Tuesday, November 13, 2007

Ordnung uber alles

Lately I've heard from a number of people that military-style order in schools would be a good thing: it would make sure that everyone learns, give children the limits they so clearly crave, give them a safe environment, etc., etc.

Well, I've seen 5 of the actual implementations (6 if you count the daycare) from close by, and all I can say is that if I had a sprog of my own, I certainly would not put him/her in a school like that.

(Yeah, you may say that those were just bad implementations, and if you were setting up the school order according to your genius plan, everything would be peachy. I'd believe this about as much as I believe the modern Communists' claim that if they ran the Soviet Union it would have become the workers' paradise.)

We had uniforms, endless standing in rows, moving our heads straight and to the right according to military commands, standing in lines where we were arranged by height, constant yelling and actual weapons. We also had a lot more violence than the schools that my Finnish friends went to.

Uniforms sucked. Both the actual implementations, and the idea. People said things like "that's so kids would think about school and not about clothes", and a lot of vague things about uniforms instilling respect in the wearer (for school, and for oneself). Kids thought about clothes more than ever, of course. As to respect, I realize that some people have problem distinguishing between respect, fear and hatred, but I am not one of them. Being forced to wear some particular clothes by somebody else has never given me any respect for myself, or for the person doing the forcing. I don't see how it would.
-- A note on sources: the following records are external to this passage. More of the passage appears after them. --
//! Shared test fixture: a small in-process engine with a flat transition
//! table, per-state activities, and synchronous change notification.

// Not every test binary uses every fixture helper.
#![allow(dead_code)]

use parking_lot::{Mutex, RwLock};
use serde_json::Value;
use statebind::{
    ChangeHandler, Engine, ExtStateUpdate, HandlerId, Snapshot, StateDescriptor, StateValue,
};
use std::collections::HashMap;
use std::sync::atomic::{AtomicU64, Ordering};

/// Build a nested state value from a dotted path, so fixture states like
/// `"lit.green"` exercise hierarchical matching.
pub fn value_from_path(path: &str) -> StateValue {
    let mut segments = path.rsplit('.');
    let mut value = StateValue::leaf(segments.next().unwrap());
    for segment in segments {
        value = StateValue::nested(segment, value);
    }
    value
}

pub struct TestEngine {
    initial: String,
    /// (from-state, event) -> to-state.
    transitions: HashMap<(String, String), String>,
    /// state -> activities running while in it.
    activities: HashMap<String, Vec<String>>,
    /// Every activity name the machine knows about.
    all_activities: Vec<String>,
    current: Mutex<Option<String>>,
    extstate: Mutex<Value>,
    handlers: RwLock<HashMap<HandlerId, ChangeHandler>>,
    next_handler: AtomicU64,
}

impl TestEngine {
    pub fn new(initial: &str) -> Self {
        Self {
            initial: initial.to_string(),
            transitions: HashMap::new(),
            activities: HashMap::new(),
            all_activities: Vec::new(),
            current: Mutex::new(None),
            extstate: Mutex::new(Value::Null),
            handlers: RwLock::new(HashMap::new()),
            next_handler: AtomicU64::new(1),
        }
    }

    pub fn with_transition(mut self, from: &str, event: &str, to: &str) -> Self {
        self.transitions
            .insert((from.to_string(), event.to_string()), to.to_string());
        self
    }

    pub fn with_activity(mut self, state: &str, activity: &str) -> Self {
        self.activities
            .entry(state.to_string())
            .or_default()
            .push(activity.to_string());
        if !self.all_activities.iter().any(|a| a == activity) {
            self.all_activities.push(activity.to_string());
        }
        self
    }

    pub fn with_extstate(self, value: Value) -> Self {
        *self.extstate.lock() = value;
        self
    }

    fn descriptor(&self, state: &str) -> StateDescriptor {
        let running = self.activities.get(state).cloned().unwrap_or_default();
        let mut descriptor = StateDescriptor {
            value: value_from_path(state),
            activities: HashMap::new(),
        };
        for name in &self.all_activities {
            descriptor
                .activities
                .insert(name.clone(), running.iter().any(|a| a == name));
        }
        descriptor
    }

    /// Notify every handler with the current snapshot. Handlers are
    /// captured first so one of them may transition re-entrantly.
    fn emit(&self) {
        let snapshot = self.snapshot();
        let handlers: Vec<ChangeHandler> = self.handlers.read().values().cloned().collect();
        for handler in &handlers {
            handler(&snapshot);
        }
    }
}

impl Engine for TestEngine {
    fn current_state(&self) -> Option<StateDescriptor> {
        self.current.lock().as_ref().map(|s| self.descriptor(s))
    }

    fn current_extstate(&self) -> Value {
        self.extstate.lock().clone()
    }

    fn init(&self) {
        *self.current.lock() = Some(self.initial.clone());
        self.emit();
    }

    fn transition(&self, event: &str) {
        let moved = {
            let mut current = self.current.lock();
            let next = current
                .as_ref()
                .and_then(|state| self.transitions.get(&(state.clone(), event.to_string())))
                .cloned();
            match next {
                Some(next) => {
                    *current = Some(next);
                    true
                }
                None => false,
            }
        };
        // Unknown events resolve to no transition and no notification.
        if moved {
            self.emit();
        }
    }

    fn set_extstate(&self, update: ExtStateUpdate) {
        {
            let mut extstate = self.extstate.lock();
            let prev = extstate.take();
            *extstate = update.resolve(prev);
        }
        self.emit();
    }

    fn subscribe(&self, handler: ChangeHandler) -> HandlerId {
        let id = HandlerId(self.next_handler.fetch_add(1, Ordering::SeqCst));
        self.handlers.write().insert(id, handler);
        id
    }

    fn unsubscribe(&self, handler: HandlerId) {
        self.handlers.write().remove(&handler);
    }
}

/// Convenience for asserting against snapshots.
pub fn state_name(snapshot: &Snapshot) -> Option<String> {
    snapshot
        .state
        .as_ref()
        .map(|s| serde_json::to_string(&s.value).unwrap())
}
//! Error types for the binding layer.

use thiserror::Error;

/// Main error type for binding operations.
#[derive(Debug, Error)]
pub enum BindError {
    #[error("Provider has been shut down")]
    ProviderShutDown,

    #[error("Watch channel dropped: {0}")]
    WatchDropped(String),
}

/// Result type for binding operations.
pub type Result<T> = std::result::Result<T, BindError>;
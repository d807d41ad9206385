//! Contract for the external state-machine engine.
//!
//! The engine owns the machine semantics: states, transitions, activities,
//! timers. This crate only observes it through the getters here and calls
//! back into it through the three control operations. A Provider never
//! reaches into engine internals.

use crate::types::{ExtStateUpdate, HandlerId, Snapshot, StateDescriptor};
use serde_json::Value;
use std::sync::Arc;

/// Callback invoked synchronously on every committed change.
pub type ChangeHandler = Arc<dyn Fn(&Snapshot) + Send + Sync>;

/// The external finite-state-machine engine, injected into every Provider.
///
/// Implementations deliver `change` notifications synchronously from
/// `init`, `transition`, and `set_extstate` once the resulting state is
/// committed. Unsubscribing an unknown or already-removed handler must be
/// a no-op.
pub trait Engine: Send + Sync {
    /// Current state, `None` before `init` has run.
    fn current_state(&self) -> Option<StateDescriptor>;

    /// Current external (extended) state.
    fn current_extstate(&self) -> Value;

    /// Start the machine. Calling it twice is at the engine's discretion.
    fn init(&self);

    /// Request a transition by event name.
    fn transition(&self, event: &str);

    /// Replace or update the external state.
    fn set_extstate(&self, update: ExtStateUpdate);

    /// Register a change handler; returns the id used to unsubscribe.
    fn subscribe(&self, handler: ChangeHandler) -> HandlerId;

    /// Remove a change handler. Safe no-op for unknown ids.
    fn unsubscribe(&self, handler: HandlerId);

    /// One consistent observation of the engine's current state.
    fn snapshot(&self) -> Snapshot {
        Snapshot::new(self.current_state(), self.current_extstate())
    }
}
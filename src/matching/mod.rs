//! Pure match-predicate evaluation.
//!
//! Conditional renderers never inspect snapshots directly; they compile
//! their props into a [`Cond`] and ask it for a boolean. Selector
//! compilation lives here too, including the deliberate asymmetry between
//! `is` and `not` when no state exists yet (see `selector.rs`).

mod cond;
mod selector;

pub use cond::Cond;
pub use selector::{compile_activity, compile_state, ActivitySelector, StateSelector};
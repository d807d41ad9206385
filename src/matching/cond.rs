//! The condition specification evaluated by conditional renderers.

use crate::types::Snapshot;
use std::fmt;
use std::sync::Arc;

/// Test function over the current snapshot. Failures inside the caller's
/// function are not caught: a panicking predicate is an application bug
/// and propagates to the caller of the render pass.
pub type CondFn = Arc<dyn Fn(&Snapshot) -> bool + Send + Sync>;

/// A condition specification.
///
/// `Always` is the no-predicate case: a renderer without a condition is a
/// pure pass-through and matches every snapshot.
#[derive(Clone)]
pub enum Cond {
    Always,
    Value(bool),
    Test(CondFn),
}

impl Cond {
    /// Condition from a test function.
    pub fn test(f: impl Fn(&Snapshot) -> bool + Send + Sync + 'static) -> Self {
        Cond::Test(Arc::new(f))
    }

    /// Evaluate against a snapshot.
    pub fn evaluate(&self, snapshot: &Snapshot) -> bool {
        match self {
            Cond::Always => true,
            Cond::Value(value) => *value,
            Cond::Test(f) => f(snapshot),
        }
    }
}

impl Default for Cond {
    fn default() -> Self {
        Cond::Always
    }
}

impl From<bool> for Cond {
    fn from(value: bool) -> Self {
        Cond::Value(value)
    }
}

impl fmt::Debug for Cond {
    fn fmt(&self, f: &mut fmt::Formatter<'_>) -> fmt::Result {
        match self {
            Cond::Always => write!(f, "Cond::Always"),
            Cond::Value(value) => write!(f, "Cond::Value({})", value),
            Cond::Test(_) => write!(f, "Cond::Test(<fn>)"),
        }
    }
}
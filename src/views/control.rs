//! Lifecycle hook: callbacks on mount and unmount, children always
//! rendered, no predicate.

use crate::context::{BroadcastContext, ViewContext};
use crate::error::{BindError, Result};
use std::sync::Arc;

type LifecycleFn = Box<dyn FnOnce(&ViewContext) + Send>;

/// Declarative lifecycle hook.
///
/// `on_did_mount` runs exactly once when the control is mounted,
/// `on_will_unmount` exactly once when the mount is dropped. Both receive
/// the context value current at that edge — the unmount callback sees any
/// transitions made since mount, not a stale capture. The callbacks are
/// `FnOnce`, so a second invocation cannot happen by construction.
pub struct Control<N> {
    children: N,
    on_did_mount: Option<LifecycleFn>,
    on_will_unmount: Option<LifecycleFn>,
}

impl<N> Control<N> {
    /// A control always has children; they render unconditionally.
    pub fn new(children: N) -> Self {
        Self {
            children,
            on_did_mount: None,
            on_will_unmount: None,
        }
    }

    /// Callback for the mount edge.
    pub fn on_did_mount(mut self, f: impl FnOnce(&ViewContext) + Send + 'static) -> Self {
        self.on_did_mount = Some(Box::new(f));
        self
    }

    /// Callback for the unmount edge.
    pub fn on_will_unmount(mut self, f: impl FnOnce(&ViewContext) + Send + 'static) -> Self {
        self.on_will_unmount = Some(Box::new(f));
        self
    }
}

impl<N: std::fmt::Debug> std::fmt::Debug for Control<N> {
    fn fmt(&self, f: &mut std::fmt::Formatter<'_>) -> std::fmt::Result {
        f.debug_struct("Control")
            .field("children", &self.children)
            .field("on_did_mount", &self.on_did_mount.is_some())
            .field("on_will_unmount", &self.on_will_unmount.is_some())
            .finish()
    }
}

/// A mounted [`Control`]. Dropping it is the unmount edge.
pub struct ControlMount<N> {
    children: N,
    context: Arc<BroadcastContext>,
    on_will_unmount: Option<LifecycleFn>,
}

impl<N> ControlMount<N> {
    pub(crate) fn attach(control: Control<N>, context: Arc<BroadcastContext>) -> Result<Self> {
        if !context.is_open() {
            return Err(BindError::ProviderShutDown);
        }

        let Control {
            children,
            on_did_mount,
            on_will_unmount,
        } = control;

        if let Some(f) = on_did_mount {
            // Current value at the mount edge, which may itself move the
            // machine if the callback transitions.
            f(&context.current());
        }

        Ok(Self {
            children,
            context,
            on_will_unmount,
        })
    }

    /// The children, rendered whatever the machine is doing.
    pub fn children(&self) -> &N {
        &self.children
    }
}

impl<N> Drop for ControlMount<N> {
    fn drop(&mut self) {
        if let Some(f) = self.on_will_unmount.take() {
            // The value held now, not the one captured at mount time.
            f(&self.context.current());
        }
    }
}

impl<N: std::fmt::Debug> std::fmt::Debug for ControlMount<N> {
    fn fmt(&self, f: &mut std::fmt::Formatter<'_>) -> std::fmt::Result {
        f.debug_struct("ControlMount")
            .field("children", &self.children)
            .finish_non_exhaustive()
    }
}
pub const WINDOW_WIDTH: i32 = 1280;           // Default window width
pub const WINDOW_HEIGHT: i32 = 720;           // Default window height
pub const FPS: u32 = 60;                      // Frames per second

pub const SWIPE_THRESHOLD: f32 = 50.0;        // Minimum horizontal travel for a swipe (pixels)
pub const AUTO_ROTATE_INTERVAL: f32 = 5.0;    // Time between automatic advances (seconds)
pub const MIN_ROTATE_INTERVAL: f32 = 1.0 / FPS as f32; // Shortest accepted rotation interval: one frame
pub const FADE_DURATION: f32 = 0.35;          // Fade-in of the newly active slide (seconds)

pub const SLIDE_FILL: f32 = 0.9;              // Share of the slide area an image may cover
pub const DOT_RADIUS: f32 = 6.0;              // Indicator dot radius (pixels)
pub const DOT_SPACING: f32 = 22.0;            // Distance between indicator centers (pixels)
pub const CONTROL_SIZE: f32 = 56.0;           // Side of the prev/next hit boxes (pixels)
Endless standing in rows sucked too, much for the same reasons, and so did dozens more arbitrary rules and rituals. But enough about that. I know I am a somewhat more ritual-wary person than average.

The thing is, it didn't work for maintaining any useful order. By useful order I mean preventing unprovoked violence and class disturbance. Bullying and violence were rampant, and keeping the classes free of disturbances depended, just like pretty much everywhere else, on the authority of the teacher of the class in question.

Kids were left to fend for themselves in fights, and the only way to get rid of bullies was by punching and kicking them. If you were too small for that, you were screwed. Afterwards the teachers would just yell at you for your uniform not being quite in order.

(I suppose in a Finnish implementation, if there were one, they would instead deal with the fights by punishing all the participants, totally disregarding any idea of self-defense and saying "it takes two to fight, you are both equally guilty").

One of the worst things about such a system was that it attracted bullies to the teaching profession. If you think that having bullies as classmates was bad, just wait until an adult bully with a teaching degree becomes your teacher. The weird thing about it was that all their bullying did not help to maintain any useful order: for example, a teacher who would gladly yell at a student for wearing large breasts to school (yes, that really happened) still didn't manage to calm down the noisy students in her class.